EXTRACTED RECORDS ->
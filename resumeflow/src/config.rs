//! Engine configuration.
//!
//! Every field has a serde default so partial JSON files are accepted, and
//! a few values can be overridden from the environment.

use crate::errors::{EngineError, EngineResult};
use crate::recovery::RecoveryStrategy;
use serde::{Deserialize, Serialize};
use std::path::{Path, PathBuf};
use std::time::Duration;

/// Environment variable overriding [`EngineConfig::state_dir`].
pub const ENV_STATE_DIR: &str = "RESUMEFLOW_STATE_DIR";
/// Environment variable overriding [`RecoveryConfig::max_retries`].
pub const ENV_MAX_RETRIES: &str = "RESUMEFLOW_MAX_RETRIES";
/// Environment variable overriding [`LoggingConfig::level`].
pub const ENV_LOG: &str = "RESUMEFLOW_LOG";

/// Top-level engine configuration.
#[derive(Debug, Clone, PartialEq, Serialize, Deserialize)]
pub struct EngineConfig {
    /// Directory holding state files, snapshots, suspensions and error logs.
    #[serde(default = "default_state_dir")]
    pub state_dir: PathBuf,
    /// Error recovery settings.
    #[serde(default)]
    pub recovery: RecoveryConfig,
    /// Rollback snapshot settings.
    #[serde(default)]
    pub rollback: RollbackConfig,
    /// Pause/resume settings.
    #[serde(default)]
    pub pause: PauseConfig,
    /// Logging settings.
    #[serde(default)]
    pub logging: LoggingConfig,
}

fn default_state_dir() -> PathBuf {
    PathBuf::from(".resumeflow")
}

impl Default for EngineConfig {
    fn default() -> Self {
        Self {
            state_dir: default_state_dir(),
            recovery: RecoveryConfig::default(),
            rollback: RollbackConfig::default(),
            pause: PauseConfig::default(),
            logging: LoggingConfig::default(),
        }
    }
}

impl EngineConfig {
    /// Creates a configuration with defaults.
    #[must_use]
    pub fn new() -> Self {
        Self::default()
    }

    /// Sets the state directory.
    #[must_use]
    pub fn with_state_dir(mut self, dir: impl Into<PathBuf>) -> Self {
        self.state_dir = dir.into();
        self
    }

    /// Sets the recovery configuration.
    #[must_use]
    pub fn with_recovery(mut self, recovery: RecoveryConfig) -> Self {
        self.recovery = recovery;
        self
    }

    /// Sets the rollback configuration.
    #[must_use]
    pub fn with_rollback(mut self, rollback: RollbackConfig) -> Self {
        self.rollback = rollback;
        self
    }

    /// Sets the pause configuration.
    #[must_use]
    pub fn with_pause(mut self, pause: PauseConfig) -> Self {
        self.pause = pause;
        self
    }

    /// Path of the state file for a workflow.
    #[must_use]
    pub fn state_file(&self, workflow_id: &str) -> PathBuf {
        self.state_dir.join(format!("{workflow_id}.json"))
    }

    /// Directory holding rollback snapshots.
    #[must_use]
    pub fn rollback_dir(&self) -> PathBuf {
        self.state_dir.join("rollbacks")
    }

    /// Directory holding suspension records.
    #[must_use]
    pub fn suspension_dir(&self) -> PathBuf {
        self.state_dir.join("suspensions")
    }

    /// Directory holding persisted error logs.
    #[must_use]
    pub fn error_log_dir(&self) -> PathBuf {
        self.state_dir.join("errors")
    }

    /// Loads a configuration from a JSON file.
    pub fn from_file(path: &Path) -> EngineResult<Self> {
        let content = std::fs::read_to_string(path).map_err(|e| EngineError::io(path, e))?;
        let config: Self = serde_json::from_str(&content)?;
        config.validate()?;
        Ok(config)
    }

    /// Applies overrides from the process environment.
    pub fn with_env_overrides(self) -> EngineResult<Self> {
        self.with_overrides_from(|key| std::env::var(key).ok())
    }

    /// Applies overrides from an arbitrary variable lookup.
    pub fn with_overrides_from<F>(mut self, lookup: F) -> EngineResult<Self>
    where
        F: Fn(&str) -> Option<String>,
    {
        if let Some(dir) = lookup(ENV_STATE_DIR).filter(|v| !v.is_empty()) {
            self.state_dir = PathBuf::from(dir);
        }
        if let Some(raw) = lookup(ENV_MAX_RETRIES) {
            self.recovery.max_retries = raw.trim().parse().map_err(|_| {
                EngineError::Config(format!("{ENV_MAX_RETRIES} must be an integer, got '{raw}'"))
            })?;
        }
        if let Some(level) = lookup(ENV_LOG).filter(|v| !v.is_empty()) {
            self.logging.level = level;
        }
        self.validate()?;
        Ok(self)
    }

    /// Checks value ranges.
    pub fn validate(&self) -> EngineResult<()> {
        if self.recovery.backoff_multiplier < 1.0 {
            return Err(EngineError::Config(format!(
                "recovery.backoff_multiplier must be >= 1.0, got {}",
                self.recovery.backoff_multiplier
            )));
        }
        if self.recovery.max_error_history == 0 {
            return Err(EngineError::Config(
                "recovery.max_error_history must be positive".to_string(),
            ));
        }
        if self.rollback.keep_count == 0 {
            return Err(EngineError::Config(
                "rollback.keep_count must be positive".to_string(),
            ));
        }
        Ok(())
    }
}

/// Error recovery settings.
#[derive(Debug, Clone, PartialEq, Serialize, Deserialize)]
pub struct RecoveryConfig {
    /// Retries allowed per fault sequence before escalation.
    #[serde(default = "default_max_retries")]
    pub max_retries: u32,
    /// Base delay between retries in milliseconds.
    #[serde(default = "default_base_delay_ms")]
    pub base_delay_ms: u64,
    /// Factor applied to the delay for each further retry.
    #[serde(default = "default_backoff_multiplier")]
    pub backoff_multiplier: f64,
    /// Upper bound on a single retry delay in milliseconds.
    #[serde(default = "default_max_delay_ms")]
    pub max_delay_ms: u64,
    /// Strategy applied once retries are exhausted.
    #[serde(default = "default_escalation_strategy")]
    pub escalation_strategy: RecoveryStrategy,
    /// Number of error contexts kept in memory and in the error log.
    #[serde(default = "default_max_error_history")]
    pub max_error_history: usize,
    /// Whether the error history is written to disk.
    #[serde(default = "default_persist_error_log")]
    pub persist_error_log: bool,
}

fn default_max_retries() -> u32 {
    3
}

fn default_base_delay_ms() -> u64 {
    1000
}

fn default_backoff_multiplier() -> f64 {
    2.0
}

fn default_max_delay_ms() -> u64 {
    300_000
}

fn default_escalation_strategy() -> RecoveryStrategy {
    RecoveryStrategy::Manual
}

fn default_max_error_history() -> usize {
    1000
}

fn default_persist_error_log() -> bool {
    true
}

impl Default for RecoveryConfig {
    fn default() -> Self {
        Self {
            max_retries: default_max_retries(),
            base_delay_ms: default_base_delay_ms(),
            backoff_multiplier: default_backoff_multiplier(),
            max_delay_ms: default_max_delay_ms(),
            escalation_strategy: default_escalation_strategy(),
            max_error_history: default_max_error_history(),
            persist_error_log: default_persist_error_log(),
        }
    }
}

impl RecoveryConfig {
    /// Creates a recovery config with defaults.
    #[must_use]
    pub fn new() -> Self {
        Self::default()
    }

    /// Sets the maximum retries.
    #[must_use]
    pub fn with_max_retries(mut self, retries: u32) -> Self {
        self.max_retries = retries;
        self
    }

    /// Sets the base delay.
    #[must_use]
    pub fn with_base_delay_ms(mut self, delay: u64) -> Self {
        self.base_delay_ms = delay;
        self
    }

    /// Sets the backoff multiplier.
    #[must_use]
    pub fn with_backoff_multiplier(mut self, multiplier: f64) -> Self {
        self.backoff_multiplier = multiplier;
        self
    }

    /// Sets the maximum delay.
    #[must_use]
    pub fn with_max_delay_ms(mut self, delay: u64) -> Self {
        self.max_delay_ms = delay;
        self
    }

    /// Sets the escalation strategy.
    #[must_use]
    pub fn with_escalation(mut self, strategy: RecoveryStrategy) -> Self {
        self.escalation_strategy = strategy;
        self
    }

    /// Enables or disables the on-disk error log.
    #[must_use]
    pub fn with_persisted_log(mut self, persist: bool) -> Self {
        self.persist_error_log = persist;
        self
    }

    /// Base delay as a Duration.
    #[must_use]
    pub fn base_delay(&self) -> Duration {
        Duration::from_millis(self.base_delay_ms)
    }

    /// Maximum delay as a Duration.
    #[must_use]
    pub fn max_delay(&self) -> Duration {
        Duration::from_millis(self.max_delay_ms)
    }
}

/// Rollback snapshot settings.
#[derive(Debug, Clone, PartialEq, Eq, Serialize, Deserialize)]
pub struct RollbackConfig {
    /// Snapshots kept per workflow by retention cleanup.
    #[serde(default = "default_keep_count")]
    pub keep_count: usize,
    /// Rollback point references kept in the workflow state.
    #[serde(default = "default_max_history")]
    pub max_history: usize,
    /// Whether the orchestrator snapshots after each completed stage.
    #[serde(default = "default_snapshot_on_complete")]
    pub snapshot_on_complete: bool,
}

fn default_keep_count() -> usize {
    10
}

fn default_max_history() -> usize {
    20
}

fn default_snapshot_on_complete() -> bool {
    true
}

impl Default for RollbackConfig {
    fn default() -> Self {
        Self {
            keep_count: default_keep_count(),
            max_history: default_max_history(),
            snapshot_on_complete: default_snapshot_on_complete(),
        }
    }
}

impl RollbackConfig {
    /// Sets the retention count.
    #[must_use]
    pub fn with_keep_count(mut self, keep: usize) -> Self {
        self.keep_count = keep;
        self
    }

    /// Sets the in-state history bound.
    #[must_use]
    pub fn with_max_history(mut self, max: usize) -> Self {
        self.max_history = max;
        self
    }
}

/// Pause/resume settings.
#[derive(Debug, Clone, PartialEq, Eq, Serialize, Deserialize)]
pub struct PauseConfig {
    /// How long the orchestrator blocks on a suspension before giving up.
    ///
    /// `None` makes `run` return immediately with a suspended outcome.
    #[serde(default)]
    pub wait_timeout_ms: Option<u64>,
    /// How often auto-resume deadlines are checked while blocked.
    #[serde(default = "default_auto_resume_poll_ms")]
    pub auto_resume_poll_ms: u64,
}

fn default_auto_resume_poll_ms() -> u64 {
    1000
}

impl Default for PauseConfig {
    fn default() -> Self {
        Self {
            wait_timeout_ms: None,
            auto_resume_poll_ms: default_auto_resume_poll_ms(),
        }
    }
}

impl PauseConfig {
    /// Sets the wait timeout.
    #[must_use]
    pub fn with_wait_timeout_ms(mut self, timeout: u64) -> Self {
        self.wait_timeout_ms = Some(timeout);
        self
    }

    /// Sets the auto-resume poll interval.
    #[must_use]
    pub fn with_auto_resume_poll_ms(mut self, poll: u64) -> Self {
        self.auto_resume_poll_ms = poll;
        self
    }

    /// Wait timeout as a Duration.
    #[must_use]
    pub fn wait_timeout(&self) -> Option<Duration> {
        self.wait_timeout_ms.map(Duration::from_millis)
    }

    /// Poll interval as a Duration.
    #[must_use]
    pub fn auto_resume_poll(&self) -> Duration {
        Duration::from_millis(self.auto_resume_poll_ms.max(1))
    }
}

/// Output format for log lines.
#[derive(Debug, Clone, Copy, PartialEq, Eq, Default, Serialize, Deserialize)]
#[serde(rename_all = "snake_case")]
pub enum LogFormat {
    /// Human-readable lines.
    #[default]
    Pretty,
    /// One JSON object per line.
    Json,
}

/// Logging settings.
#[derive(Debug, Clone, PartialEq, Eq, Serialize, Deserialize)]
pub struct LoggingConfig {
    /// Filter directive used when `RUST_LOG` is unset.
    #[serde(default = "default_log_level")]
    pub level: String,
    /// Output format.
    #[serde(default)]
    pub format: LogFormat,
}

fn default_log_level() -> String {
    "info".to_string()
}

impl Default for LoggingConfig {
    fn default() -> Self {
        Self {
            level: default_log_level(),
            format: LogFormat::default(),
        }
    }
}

REQUIRED WORK -> What lines of the data contain the string "suspensions"? List them.

WRITTEN RESPONSE ->
    /// Directory holding state files, snapshots, suspensions and error logs.
        self.state_dir.join("suspensions")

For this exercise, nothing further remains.